New application submitted to redevelop former UConn campus in West Hartford

HBJ PHOTO | DAVID KRECHEVSKY The abandoned University of Connecticut Law School building on the property at 1800 Asylum Ave.

Five months after withdrawing its application, WeHa Development Group LLC has submitted a new application to develop property at 1800 Asylum Ave. in West Hartford, the former site of UConn’s Greater Hartford campus.

The new wetlands application was filed with the Town Plan and Zoning Commission, in its capacity as Inland Wetlands and Watercourses Agency, which will take it up under new business during a regular meeting scheduled for Monday at 7 p.m. in Town Hall.

Town Planner Todd Dumais said Monday that the agency will accept the application and schedule it for a public hearing at a date to be determined.
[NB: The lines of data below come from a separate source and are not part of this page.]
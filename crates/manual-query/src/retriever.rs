//! Hybrid retriever: vector + lexical search fused by reciprocal rank.

use std::path::Path;
use std::sync::Arc;

use tracing::{debug, info};

use manual_core::{Embedder, FusedResult, ManualError, Result, SearchHit, VectorStore};
use manual_index::{l2_normalize, LexicalBundle, SqliteVectorStore, VECTOR_DB_FILE};

use crate::fusion::reciprocal_rank_fusion;

/// Standard RRF constant.
const DEFAULT_RRF_K: f32 = 60.0;

/// Runs both sub-indices independently and fuses their ranked candidate
/// lists. Both indices must be present; there is no silent fallback to
/// single-signal search.
#[derive(Debug)]
pub struct HybridRetriever<E, V> {
    embedder: Arc<E>,
    vector_store: Arc<V>,
    bundle: LexicalBundle,
    rrf_k: f32,
}

impl<E: Embedder> HybridRetriever<E, SqliteVectorStore> {
    /// Open both persisted indices from `persist_dir`.
    ///
    /// Fails with `IndexNotFound` naming whichever index is absent.
    pub fn open(embedder: Arc<E>, persist_dir: &Path) -> Result<Self> {
        let vector_store = SqliteVectorStore::open_existing(persist_dir.join(VECTOR_DB_FILE))?;
        let bundle = LexicalBundle::load(persist_dir)?;
        info!("Hybrid retriever ready ({} chunks)", bundle.len());
        Ok(Self::new(embedder, Arc::new(vector_store), bundle))
    }
}

impl<E, V> HybridRetriever<E, V>
where
    E: Embedder,
    V: VectorStore,
{
    /// Assemble a retriever from already-opened indices.
    pub fn new(embedder: Arc<E>, vector_store: Arc<V>, bundle: LexicalBundle) -> Self {
        Self {
            embedder,
            vector_store,
            bundle,
            rrf_k: DEFAULT_RRF_K,
        }
    }

    pub fn with_rrf_k(mut self, rrf_k: f32) -> Self {
        self.rrf_k = rrf_k;
        self
    }

    /// Number of indexed chunks.
    pub fn len(&self) -> usize {
        self.bundle.len()
    }

    pub fn is_empty(&self) -> bool {
        self.bundle.is_empty()
    }

    /// Hybrid search with RRF fusion, ordered by fused score descending.
    pub async fn search(&self, query: &str, top_k: usize) -> Result<Vec<FusedResult>> {
        debug!("Hybrid search (top_k={}): {:?}", top_k, query);

        let vector_hits = self.vector_search(query, top_k).await?;
        let lexical_hits = self.bundle.search(query, top_k);

        debug!(
            "Vector search returned {} hits, lexical search returned {} hits",
            vector_hits.len(),
            lexical_hits.len()
        );

        let mut fused = reciprocal_rank_fusion(&vector_hits, &lexical_hits, self.rrf_k);
        fused.truncate(top_k);

        let mut results = Vec::with_capacity(fused.len());
        for (chunk_id, rrf_score) in fused {
            let (text, original_text, page_number) =
                self.bundle.metadata(&chunk_id).ok_or_else(|| {
                    ManualError::alignment(format!(
                        "chunk {} returned by search is missing from the lexical bundle",
                        chunk_id
                    ))
                })?;

            results.push(FusedResult {
                chunk_id,
                text: text.to_string(),
                original_text: original_text.to_string(),
                page_number,
                rrf_score,
            });
        }

        debug!("Fused to {} results", results.len());
        Ok(results)
    }

    async fn vector_search(&self, query: &str, top_k: usize) -> Result<Vec<SearchHit>> {
        let mut embedding = self.embedder.embed_query(query).await?;
        l2_normalize(&mut embedding);

        let ids = self.vector_store.query(&embedding, top_k).await?;
        Ok(ids
            .into_iter()
            .enumerate()
            .map(|(rank, chunk_id)| SearchHit { chunk_id, rank })
            .collect())
    }
}

#[cfg(test)]
mod tests {
    use super::*;
    use async_trait::async_trait;
    use manual_core::{Chunk, VectorRecord};
    use manual_index::{IndexBuilder, LexicalArrays, LexicalIndex};

    /// Embeds text as letter-bucket counts: dimension 26, one bucket per
    /// leading letter of each token.
    #[derive(Debug)]
    struct LetterEmbedder;

    fn letter_embed(text: &str) -> Vec<f32> {
        let mut v = vec![0.0f32; 26];
        for token in text.split_whitespace() {
            let first = token
                .chars()
                .next()
                .and_then(|c| c.to_lowercase().next())
                .unwrap_or('a');
            if first.is_ascii_lowercase() {
                v[(first as u8 - b'a') as usize] += 1.0;
            }
        }
        v
    }

    #[async_trait]
    impl Embedder for LetterEmbedder {
        async fn embed_documents(&self, texts: &[&str]) -> Result<Vec<Vec<f32>>> {
            Ok(texts.iter().map(|t| letter_embed(t)).collect())
        }

        async fn embed_query(&self, text: &str) -> Result<Vec<f32>> {
            Ok(letter_embed(text))
        }

        fn dimension(&self) -> usize {
            26
        }
    }

    async fn build_retriever(
        dir: &Path,
        chunks: &[Chunk],
    ) -> HybridRetriever<LetterEmbedder, SqliteVectorStore> {
        let store = Arc::new(SqliteVectorStore::open(dir.join(VECTOR_DB_FILE)).unwrap());
        let builder = IndexBuilder::new(Arc::new(LetterEmbedder), store, dir, 8, 8);
        builder.build_indices(chunks).await.unwrap();
        HybridRetriever::open(Arc::new(LetterEmbedder), dir).unwrap()
    }

    fn corpus() -> Vec<Chunk> {
        vec![
            Chunk::new(1, 0, "beacon light switch on", "beacon light switch on"),
            Chunk::new(2, 0, "engine start lever idle", "engine start lever idle"),
            Chunk::new(3, 0, "fuel pump low pressure", "fuel pump low pressure"),
        ]
    }

    #[tokio::test]
    async fn test_search_finds_matching_chunk_first() {
        let dir = tempfile::tempdir().unwrap();
        let retriever = build_retriever(dir.path(), &corpus()).await;

        let results = retriever.search("beacon light", 3).await.unwrap();

        assert_eq!(results[0].chunk_id, "p1_c0");
        assert_eq!(results[0].page_number, 1);
        assert_eq!(results[0].original_text, "beacon light switch on");
    }

    #[tokio::test]
    async fn test_search_is_reproducible() {
        let dir = tempfile::tempdir().unwrap();
        let retriever = build_retriever(dir.path(), &corpus()).await;

        let first = retriever.search("engine fuel", 3).await.unwrap();
        let second = retriever.search("engine fuel", 3).await.unwrap();

        let ids = |r: &[FusedResult]| r.iter().map(|f| f.chunk_id.clone()).collect::<Vec<_>>();
        let scores = |r: &[FusedResult]| r.iter().map(|f| f.rrf_score).collect::<Vec<_>>();
        assert_eq!(ids(&first), ids(&second));
        assert_eq!(scores(&first), scores(&second));
    }

    #[tokio::test]
    async fn test_with_rrf_k_changes_fused_scores() {
        let dir = tempfile::tempdir().unwrap();
        let retriever = build_retriever(dir.path(), &corpus()).await;

        let default_k = retriever.search("beacon light", 3).await.unwrap();

        let retriever = HybridRetriever::open(Arc::new(LetterEmbedder), dir.path())
            .unwrap()
            .with_rrf_k(1.0);
        let small_k = retriever.search("beacon light", 3).await.unwrap();

        // Same top chunk, but a smaller k inflates every contribution:
        // rank 0 in both lists scores 2/(1+1) = 1.0 instead of 2/61.
        assert_eq!(small_k[0].chunk_id, default_k[0].chunk_id);
        assert!(small_k[0].rrf_score > default_k[0].rrf_score);
        assert!((small_k[0].rrf_score - 1.0).abs() < 1e-6);
    }

    #[tokio::test]
    async fn test_open_without_vector_index_names_it() {
        let dir = tempfile::tempdir().unwrap();
        // Persist only the lexical bundle.
        let tokens = vec![vec!["hello".to_string()]];
        let arrays = LexicalArrays {
            chunk_ids: vec!["p1_c0".into()],
            texts: vec!["hello".into()],
            page_numbers: vec![1],
            original_texts: vec!["hello".into()],
        };
        manual_index::LexicalBundle::new(LexicalIndex::build(&tokens), arrays)
            .unwrap()
            .save(dir.path())
            .unwrap();

        let err = HybridRetriever::open(Arc::new(LetterEmbedder), dir.path()).unwrap_err();
        assert!(matches!(
            err,
            ManualError::IndexNotFound { ref index, .. } if index == "vector"
        ));
    }

    #[tokio::test]
    async fn test_open_without_lexical_bundle_names_it() {
        let dir = tempfile::tempdir().unwrap();
        // Persist only the vector side.
        let store = SqliteVectorStore::open(dir.path().join(VECTOR_DB_FILE)).unwrap();
        store
            .upsert(&[VectorRecord {
                chunk_id: "p1_c0".into(),
                page_number: 1,
                embedding: vec![1.0; 26],
            }])
            .await
            .unwrap();
        drop(store);

        let err = HybridRetriever::open(Arc::new(LetterEmbedder), dir.path()).unwrap_err();
        assert!(matches!(
            err,
            ManualError::IndexNotFound { ref index, .. } if index == "lexical"
        ));
    }
}
//! Rerank collaborator client (`/rerank`-style endpoint).

use async_trait::async_trait;
use serde_json::json;

use manual_core::{ManualError, ProviderConfig, Reranker, Result};

use crate::post_json;

/// Remote cross-encoder reranker.
pub struct HttpReranker {
    config: ProviderConfig,
}

impl HttpReranker {
    pub fn new(config: ProviderConfig) -> Self {
        Self { config }
    }
}

/// Align scores to document order via `results[].index`.
fn parse_rerank_response(response: &serde_json::Value, doc_count: usize) -> Result<Vec<f32>> {
    let results = response
        .get("results")
        .or_else(|| response.get("data"))
        .and_then(|v| v.as_array())
        .ok_or_else(|| ManualError::collaborator("rerank", "response is missing results array"))?;

    let mut scores = vec![0.0f32; doc_count];
    for item in results {
        let index = item
            .get("index")
            .and_then(|v| v.as_u64())
            .ok_or_else(|| ManualError::collaborator("rerank", "result missing index"))?
            as usize;
        let score = item
            .get("relevance_score")
            .or_else(|| item.get("score"))
            .and_then(|v| v.as_f64())
            .ok_or_else(|| ManualError::collaborator("rerank", "result missing score"))?
            as f32;
        if index < scores.len() {
            scores[index] = score;
        }
    }

    Ok(scores)
}

#[async_trait]
impl Reranker for HttpReranker {
    async fn score(&self, query: &str, documents: &[String]) -> Result<Vec<f32>> {
        let body = json!({
            "model": self.config.model,
            "query": query,
            "documents": documents,
        });
        let response = post_json(&self.config, "rerank", "/rerank", &body).await?;
        parse_rerank_response(&response, documents.len())
    }
}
The new application was filed about a month after the Town Council approved a related four-building, 322-unit apartment complex for 1700 Asylum Ave., now the site of a massive parking lot formerly used by the school.

The 1800 Asylum Ave. site across Trout Brook Drive from the parking lot is approximately 33.5 acres and currently holds vacant, dilapidated buildings, including the former location of the UConn Law School. 

WeHa Development proposes demolishing the buildings to create a mixed-use “village” called Heritage Park that would include residential housing, an assisted living facility, retail shops, restaurants, and more.

According to a letter dated April 19 and addressed to the agency from Robin Pearson, a partner with the Glastonbury law firm Alter & Pearson LLC, the application seeks to conduct “regulated activities associated with the creation of a mixed-use village development along a new street internal to the site.”

The street would provide access to “various structures and uses including retail, restaurant, spa, organic grocery, and multifamily housing of diverse types” that would consist of townhomes, garden apartments, units above commercial/retail uses, and assisted living,” the letter states, adding the varied housing would appeal “to a broad residential market.”

The letter does not state the proposed number of housing units nor the size of the assisted living facility. The earlier proposal that was withdrawn in December was altered following a neighborhood meeting in September, with the number of townhouses reduced from 34 to 24 and the size of the assisted living facility reduced from 158,000 square feet to 108,000 square feet, dropping the number of units from 158 to 117, according to the Heritage Park website.

The property is limited “by the extensive area of grassed wetlands” located throughout the site, as well as by two man-made ponds in its center, the letter states. It also notes that “no new building or parking construction is proposed within a wetland except for the filling of a small, isolated wetland pocket of low-or-no functionality identified at the corner of Building #5.” 

It adds that “much of the development envelope is within the site’s upland review areas for which the regulated activity permit will also be required.”

The letter states the site will “undergo significant redevelopment to accommodate the proposed mixed-use village envisioned.”


In April, the Town Council approved the project for 1700 Asylum Ave. by an 8-1 vote. That project will transform the 23.78-acre property by developing four five-story buildings with a total of 322 apartment units, including 115 single-bedroom units and 207 two-bedroom units. Twenty-six of the units will be designated for affordable housing.

The council approved the project over the objections of a majority of residents who attended a five-hour public hearing right before the vote, including one resident who threatened a lawsuit if the proposal was approved.